The Westland Walrus was a British spotter/reconnaissance aircraft built by Westland Aircraft.

==Design and development==
In 1919 the Royal Navy had an urgent need for a three-seat spotter/reconnaissance aircraft. To save money, the Airco DH.9A was adapted from part completed airframes, available in large numbers following the end of the First World War and the cancellation of orders. The initial attempt was carried out by Armstrong Whitworth Aircraft, adding provision for an observer and removing the stagger from the wings to produce the Armstrong Whitworth Tadpole.

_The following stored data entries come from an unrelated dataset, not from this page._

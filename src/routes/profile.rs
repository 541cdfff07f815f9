// SPDX-License-Identifier: MIT
// Copyright 2026 Roland Dreier <roland@rolandd.dev>

//! Driver profile routes.

use crate::error::Result;
use crate::models::{DriverProfile, ProfilePatch, TransitionRecord};
use crate::services::oidc::AuthUser;
use crate::AppState;
use axum::{
    extract::State,
    http::StatusCode,
    routing::get,
    Extension, Json, Router,
};
use std::sync::Arc;

/// Profile routes. Auth is applied in routes/mod.rs.
pub fn routes() -> Router<Arc<AppState>> {
    Router::new()
        .route(
            "/api/profile",
            get(get_profile).post(create_profile).patch(patch_profile),
        )
        .route("/api/profile/history", get(get_history))
}

async fn get_profile(
    State(state): State<Arc<AppState>>,
    Extension(user): Extension<AuthUser>,
) -> Result<Json<DriverProfile>> {
    let profile = state.drivers.get_for_account(&user.subject).await?;
    Ok(Json(profile))
}

/// Explicit create; 409 if the account already has a profile.
async fn create_profile(
    State(state): State<Arc<AppState>>,
    Extension(user): Extension<AuthUser>,
) -> Result<(StatusCode, Json<DriverProfile>)> {
    let profile = state
        .drivers
        .create(&user.subject, Some(user.email.clone()))
        .await?;
    Ok((StatusCode::CREATED, Json(profile)))
}

/// Edit fields and optionally advance `onboardingStep`.
async fn patch_profile(
    State(state): State<Arc<AppState>>,
    Extension(user): Extension<AuthUser>,
    Json(patch): Json<ProfilePatch>,
) -> Result<Json<DriverProfile>> {
    let profile = state
        .drivers
        .patch(&user.subject, Some(user.email.clone()), &patch)
        .await?;
    Ok(Json(profile))
}

async fn get_history(
    State(state): State<Arc<AppState>>,
    Extension(user): Extension<AuthUser>,
) -> Result<Json<Vec<TransitionRecord>>> {
    let profile = state.drivers.get_for_account(&user.subject).await?;
    Ok(Json(state.drivers.history(&profile.id).await?))
}
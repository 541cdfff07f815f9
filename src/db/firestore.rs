// SPDX-License-Identifier: MIT
// Copyright 2026 Roland Dreier <roland@rolandd.dev>

//! Firestore [`Store`] implementation.
//!
//! Provides typed operations for:
//! - Driver profiles (CAS on `revision`)
//! - Profile transitions (append-only audit trail)
//! - Availability (one document per profile and day)

use async_trait::async_trait;
use chrono::{NaiveDate, Utc};
use firestore::errors::FirestoreError;
use firestore::{FirestoreConsistencySelector, FirestoreQueryDirection, FirestoreTransaction};

use crate::db::{collections, Store};
use crate::error::AppError;
use crate::models::{AvailabilityEntry, AvailabilityUpdate, DriverProfile, TransitionRecord};

/// Firestore database client.
#[derive(Clone)]
pub struct FirestoreDb {
    client: firestore::FirestoreDb,
}

impl FirestoreDb {
    /// Create a new Firestore client.
    ///
    /// For local development with emulator, set FIRESTORE_EMULATOR_HOST.
    pub async fn new(project_id: &str) -> Result<Self, AppError> {
        // If the emulator environment variable is set, use unauthenticated connection
        // to avoid local credential warnings and leakage.
        if std::env::var("FIRESTORE_EMULATOR_HOST").is_ok() {
            return Self::create_emulator_client(project_id).await;
        }

        let client = firestore::FirestoreDb::new(project_id)
            .await
            .map_err(|e| AppError::Database(format!("Failed to connect to Firestore: {}", e)))?;

        tracing::info!(project = project_id, "Connected to Firestore");

        Ok(Self { client })
    }

    /// Create a Firestore client for the emulator with unauthenticated access.
    async fn create_emulator_client(project_id: &str) -> Result<Self, AppError> {
        tracing::info!("Using unauthenticated connection for Firestore Emulator");

        let token_source = gcloud_sdk::ExternalJwtFunctionSource::new(|| async {
            Ok(gcloud_sdk::Token {
                token_type: "Bearer".to_string(),
                token: gcloud_sdk::SecretValue::new(
                    "eyJhbGciOiJub25lIn0.eyJ1aWQiOiJ0ZXN0In0."
                        .to_string()
                        .into(),
                ),
                expiry: chrono::Utc::now() + chrono::Duration::hours(1),
            })
        });

        let options = firestore::FirestoreDbOptions::new(project_id.to_string());

        let client = firestore::FirestoreDb::with_options_token_source(
            options,
            gcloud_sdk::GCP_DEFAULT_SCOPES.clone(),
            gcloud_sdk::TokenSourceType::ExternalSource(Box::new(token_source)),
        )
        .await
        .map_err(|e| {
            AppError::Database(format!("Failed to connect to Firestore Emulator: {}", e))
        })?;

        tracing::info!(
            project = project_id,
            "Connected to Firestore (Emulator/Unauthenticated)"
        );

        Ok(Self { client })
    }

    /// A client whose reads are part of `transaction`, so the commit fails
    /// if a document read through it changed in between.
    fn in_transaction(&self, transaction: &FirestoreTransaction<'_>) -> firestore::FirestoreDb {
        self.client
            .clone_with_consistency_selector(FirestoreConsistencySelector::Transaction(
                transaction.transaction_id().clone(),
            ))
    }

    /// First profile whose `field` equals `value`.
    async fn find_profile_by_field(
        &self,
        field: &'static str,
        value: &str,
    ) -> Result<Option<DriverProfile>, AppError> {
        let value = value.to_string();
        let profiles: Vec<DriverProfile> = self
            .client
            .fluent()
            .select()
            .from(collections::DRIVER_PROFILES)
            .filter(move |q| q.for_all([q.field(field).eq(value.clone())]))
            .limit(1)
            .obj()
            .query()
            .await
            .map_err(|e| AppError::Database(e.to_string()))?;

        Ok(profiles.into_iter().next())
    }
}

#[async_trait]
impl Store for FirestoreDb {
    // ─── Profile Operations ──────────────────────────────────────

    async fn get_profile_by_account(
        &self,
        account_id: &str,
    ) -> Result<Option<DriverProfile>, AppError> {
        self.client
            .fluent()
            .select()
            .by_id_in(collections::DRIVER_PROFILES)
            .obj()
            .one(account_id)
            .await
            .map_err(|e| AppError::Database(e.to_string()))
    }

    async fn get_profile(&self, profile_id: &str) -> Result<Option<DriverProfile>, AppError> {
        self.find_profile_by_field("id", profile_id).await
    }

    async fn create_profile(&self, profile: &DriverProfile) -> Result<(), AppError> {
        let result: Result<DriverProfile, FirestoreError> = self
            .client
            .fluent()
            .insert()
            .into(collections::DRIVER_PROFILES)
            .document_id(&profile.account_id)
            .object(profile)
            .execute()
            .await;

        match result {
            Ok(_) => Ok(()),
            Err(FirestoreError::DataConflictError(_)) => Err(AppError::Conflict(
                "A profile already exists for this account".to_string(),
            )),
            Err(e) => Err(AppError::Database(e.to_string())),
        }
    }

    /// The stored revision is read and the new document written inside one
    /// transaction, so a concurrent writer aborts the commit.
    async fn update_profile(&self, profile: &DriverProfile) -> Result<DriverProfile, AppError> {
        let mut transaction = self
            .client
            .begin_transaction()
            .await
            .map_err(|e| AppError::Database(format!("Failed to begin transaction: {}", e)))?;

        let current: Option<DriverProfile> = self
            .in_transaction(&transaction)
            .fluent()
            .select()
            .by_id_in(collections::DRIVER_PROFILES)
            .obj()
            .one(&profile.account_id)
            .await
            .map_err(|e| {
                AppError::Database(format!("Failed to read profile in transaction: {}", e))
            })?;

        let Some(current) = current else {
            let _ = transaction.rollback().await;
            return Err(AppError::NotFound(format!("Profile {}", profile.id)));
        };

        if current.revision != profile.revision {
            let _ = transaction.rollback().await;
            tracing::debug!(
                profile_id = %profile.id,
                expected = profile.revision,
                actual = current.revision,
                "Profile revision mismatch"
            );
            return Err(AppError::Conflict(
                "Profile was modified concurrently, retry".to_string(),
            ));
        }

        let mut next = profile.clone();
        next.revision += 1;

        self.client
            .fluent()
            .update()
            .in_col(collections::DRIVER_PROFILES)
            .document_id(&profile.account_id)
            .object(&next)
            .add_to_transaction(&mut transaction)
            .map_err(|e| {
                AppError::Database(format!("Failed to add profile to transaction: {}", e))
            })?;

        transaction
            .commit()
            .await
            .map_err(|e| commit_error(e, "Profile was modified concurrently, retry"))?;

        Ok(next)
    }

    async fn list_profiles(&self) -> Result<Vec<DriverProfile>, AppError> {
        self.client
            .fluent()
            .select()
            .from(collections::DRIVER_PROFILES)
            .order_by([("createdAt", FirestoreQueryDirection::Ascending)])
            .obj()
            .query()
            .await
            .map_err(|e| AppError::Database(e.to_string()))
    }

    async fn find_profile_by_external_worker_id(
        &self,
        worker_id: &str,
    ) -> Result<Option<DriverProfile>, AppError> {
        self.find_profile_by_field("externalWorkerId", worker_id).await
    }

    async fn find_profile_by_phone(&self, phone: &str) -> Result<Option<DriverProfile>, AppError> {
        self.find_profile_by_field("phone", phone).await
    }

    async fn find_profile_by_verification_session(
        &self,
        session_id: &str,
    ) -> Result<Option<DriverProfile>, AppError> {
        self.find_profile_by_field("identityVerificationSessionId", session_id)
            .await
    }

    async fn list_unsynced_verified(&self) -> Result<Vec<DriverProfile>, AppError> {
        let profiles: Vec<DriverProfile> = self
            .client
            .fluent()
            .select()
            .from(collections::DRIVER_PROFILES)
            .filter(|q| {
                q.for_all([
                    q.field("identityVerificationStatus").eq("verified"),
                    q.field("externalWorkerId").is_null(),
                ])
            })
            .obj()
            .query()
            .await
            .map_err(|e| AppError::Database(e.to_string()))?;

        // Phone is not indexable as "non-empty"; filter the rest here.
        Ok(profiles
            .into_iter()
            .filter(DriverProfile::needs_fleet_sync)
            .collect())
    }

    // ─── Transition Operations ───────────────────────────────────

    async fn append_transition(&self, record: &TransitionRecord) -> Result<(), AppError> {
        let _: TransitionRecord = self
            .client
            .fluent()
            .insert()
            .into(collections::PROFILE_TRANSITIONS)
            .document_id(&record.id)
            .object(record)
            .execute()
            .await
            .map_err(|e| AppError::Database(e.to_string()))?;
        Ok(())
    }

    async fn list_transitions(&self, profile_id: &str) -> Result<Vec<TransitionRecord>, AppError> {
        let profile_id = profile_id.to_string();
        self.client
            .fluent()
            .select()
            .from(collections::PROFILE_TRANSITIONS)
            .filter(move |q| q.for_all([q.field("profileId").eq(profile_id.clone())]))
            .order_by([("at", FirestoreQueryDirection::Ascending)])
            .obj()
            .query()
            .await
            .map_err(|e| AppError::Database(e.to_string()))
    }

    // ─── Availability Operations ─────────────────────────────────

    async fn upsert_availability(
        &self,
        update: AvailabilityUpdate,
    ) -> Result<AvailabilityEntry, AppError> {
        let doc_id = AvailabilityEntry::document_id(&update.profile_id, update.date);

        let mut transaction = self
            .client
            .begin_transaction()
            .await
            .map_err(|e| AppError::Database(format!("Failed to begin transaction: {}", e)))?;

        // Read inside the transaction so the stored response token is carried
        // over even when two writes for the same day race.
        let existing: Option<AvailabilityEntry> = self
            .in_transaction(&transaction)
            .fluent()
            .select()
            .by_id_in(collections::AVAILABILITY)
            .obj()
            .one(&doc_id)
            .await
            .map_err(|e| {
                AppError::Database(format!("Failed to read availability in transaction: {}", e))
            })?;

        let entry = update.apply(existing.as_ref(), Utc::now());

        self.client
            .fluent()
            .update()
            .in_col(collections::AVAILABILITY)
            .document_id(&doc_id)
            .object(&entry)
            .add_to_transaction(&mut transaction)
            .map_err(|e| {
                AppError::Database(format!("Failed to add availability to transaction: {}", e))
            })?;

        transaction
            .commit()
            .await
            .map_err(|e| commit_error(e, "Availability was modified concurrently, retry"))?;

        Ok(entry)
    }

    async fn list_availability(
        &self,
        profile_id: &str,
        start: Option<NaiveDate>,
        end: Option<NaiveDate>,
    ) -> Result<Vec<AvailabilityEntry>, AppError> {
        let profile_id = profile_id.to_string();
        // Dates are stored as `YYYY-MM-DD`, so string order is date order.
        let start = start.map(|d| d.format("%Y-%m-%d").to_string());
        let end = end.map(|d| d.format("%Y-%m-%d").to_string());

        self.client
            .fluent()
            .select()
            .from(collections::AVAILABILITY)
            .filter(move |q| {
                q.for_all([
                    q.field("profileId").eq(profile_id.clone()),
                    start
                        .clone()
                        .and_then(|s| q.field("date").greater_than_or_equal(s)),
                    end.clone()
                        .and_then(|e| q.field("date").less_than_or_equal(e)),
                ])
            })
            .order_by([("date", FirestoreQueryDirection::Ascending)])
            .obj()
            .query()
            .await
            .map_err(|e| AppError::Database(e.to_string()))
    }
}

/// Contention aborts surface as `Conflict` so callers can re-read and retry.
fn commit_error(e: FirestoreError, conflict: &str) -> AppError {
    match e {
        FirestoreError::DataConflictError(_) => AppError::Conflict(conflict.to_string()),
        FirestoreError::DatabaseError(ref db) if db.retry_possible => {
            tracing::debug!(error = %e, "Retryable transaction commit failure");
            AppError::Conflict(conflict.to_string())
        }
        e => AppError::Database(format!("Transaction commit failed: {}", e)),
    }
}
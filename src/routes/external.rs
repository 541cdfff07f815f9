// SPDX-License-Identifier: MIT
// Copyright 2026 Roland Dreier <roland@rolandd.dev>

//! Dispatch-side availability lookups, authenticated by API key.

use crate::error::Result;
use crate::services::availability::{DateRangeQuery, DriverAvailability};
use crate::AppState;
use axum::{
    extract::{Path, Query, State},
    routing::get,
    Json, Router,
};
use serde::Deserialize;
use std::sync::Arc;

/// External routes. The API key check is applied in routes/mod.rs.
pub fn routes() -> Router<Arc<AppState>> {
    Router::new()
        .route(
            "/external/drivers/{worker_id}/availability",
            get(availability_by_worker),
        )
        .route("/external/availability", get(availability_by_phone))
}

async fn availability_by_worker(
    State(state): State<Arc<AppState>>,
    Path(worker_id): Path<String>,
    Query(range): Query<DateRangeQuery>,
) -> Result<Json<DriverAvailability>> {
    Ok(Json(state.availability.for_worker(&worker_id, &range).await?))
}

#[derive(Debug, Deserialize)]
struct PhoneQuery {
    #[serde(default)]
    phone: String,
    start: Option<String>,
    end: Option<String>,
}

async fn availability_by_phone(
    State(state): State<Arc<AppState>>,
    Query(query): Query<PhoneQuery>,
) -> Result<Json<DriverAvailability>> {
    let range = DateRangeQuery {
        start: query.start,
        end: query.end,
    };
    Ok(Json(state.availability.for_phone(&query.phone, &range).await?))
}
// SPDX-License-Identifier: MIT
// Copyright 2026 Roland Dreier <roland@kernel.org>

//! Driver onboarding backend.
//!
//! Drivers sign up, move through a five-step onboarding flow, are reviewed by
//! an admin, verify their identity with an external provider and are then
//! pushed to the fleet platform. Verified drivers keep a per-day availability
//! calendar that dispatch reads through an API-key protected endpoint.

pub mod config;
pub mod db;
pub mod error;
pub mod middleware;
pub mod models;
pub mod phone;
pub mod routes;
pub mod services;
pub mod time_utils;

use config::Config;
use db::Store;
use middleware::AdminPolicy;
use services::{
    AvailabilityService, DriverService, FleetClient, FleetSyncService, OidcVerifier,
    PlacesClient, ResponseTokenGateway, SyncDispatcher, SyncRunner, VerificationClient,
};
use std::sync::Arc;

/// Shared application state.
pub struct AppState {
    pub config: Config,
    pub store: Arc<dyn Store>,
    pub drivers: DriverService,
    pub availability: AvailabilityService,
    pub verification: VerificationClient,
    pub gateway: ResponseTokenGateway,
    pub oidc: OidcVerifier,
    pub admin_policy: AdminPolicy,
    pub sync_runner: Arc<SyncRunner>,
}

impl AppState {
    /// Wire services around a store and a sync dispatcher.
    pub fn new(
        config: Config,
        store: Arc<dyn Store>,
        sync_runner: Arc<SyncRunner>,
        dispatcher: Arc<dyn SyncDispatcher>,
    ) -> anyhow::Result<Self> {
        let oidc = OidcVerifier::new(&config)?;
        let admin_policy = AdminPolicy::from_config(&config);

        Ok(Self {
            drivers: DriverService::new(store.clone(), dispatcher),
            availability: AvailabilityService::new(store.clone()),
            verification: VerificationClient::new(
                &config.verification_api_url,
                &config.verification_api_key,
                &config.verification_return_url,
            )?,
            gateway: ResponseTokenGateway::new(
                &config.availability_requests_url,
                config.availability_requests_api_key.clone(),
            )?,
            oidc,
            admin_policy,
            sync_runner,
            store,
            config,
        })
    }
}

/// Build the fleet sync job runner from configuration.
pub fn build_sync_runner(
    config: &Config,
    store: Arc<dyn Store>,
) -> anyhow::Result<Arc<SyncRunner>> {
    let fleet = FleetSyncService::new(
        FleetClient::new(&config.fleet_api_url, &config.fleet_api_key)?,
        PlacesClient::new(&config.places_api_url, config.places_api_key.clone())?,
        config.fleet_team_id.clone(),
        &config.fleet_name_suffix,
    );
    Ok(Arc::new(SyncRunner::new(store, fleet)))
}
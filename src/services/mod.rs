// SPDX-License-Identifier: MIT
// Copyright 2026 Roland Dreier <roland@rolandd.dev>

//! Services module - business logic layer.

pub mod availability;
pub mod driver;
pub mod fleet;
pub mod gateway;
pub mod lifecycle;
pub mod oidc;
pub mod places;
pub mod sync;
pub mod tasks;
pub mod verification;

pub use availability::AvailabilityService;
pub use driver::{DriverService, ProfileRef};
pub use fleet::{FleetClient, FleetSyncService, SyncResult};
pub use gateway::ResponseTokenGateway;
pub use oidc::{AuthUser, OidcError, OidcVerifier, VerifiedTaskPrincipal};
pub use places::PlacesClient;
pub use sync::{InlineDispatcher, SyncDispatcher, SyncDriverPayload, SyncRunner};
pub use tasks::CloudTasksDispatcher;
pub use verification::VerificationClient;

Further development was passed on to Westland, who further modified the aircraft to produce the Walrus, with a 450 hp (336 kW) Napier Lion II engine replacing the Liberty engine of the DH.9A and Tadpole. Like the DH.9A, the Walrus was a single-engined, two-bay biplane. It was fitted with an extra cockpit for the observer/radio operator behind the gunner's cockpit, while the observer also had a prone position for observing in a ventral pannier. The undercarriage could be jettisoned and the aircraft was fitted with floatation bags and hydrovanes to aid safe ditching, together with arresting gear to aid landing on aircraft carriers. The wings were detachable to aid storage. The prototype first flew in early 1921, proving to have poor flying characteristics, being described by Westland's test pilot Stuart Keep as "a vicious beast" but despite this, a further 35 were ordered.

==Operational history==
Production aircraft began to be delivered to No. 3 Squadron RAF at RAF Leuchars in 1921. No. 3 Squadron was split up to form independent Fleet Spotter Flights in 1923, although despite the extensive navalisation, the Walrus never operated from carriers. The Walrus continued in service in the Fleet spotting role until replaced by the Avro Bison and Blackburn Blackburn in late 1925.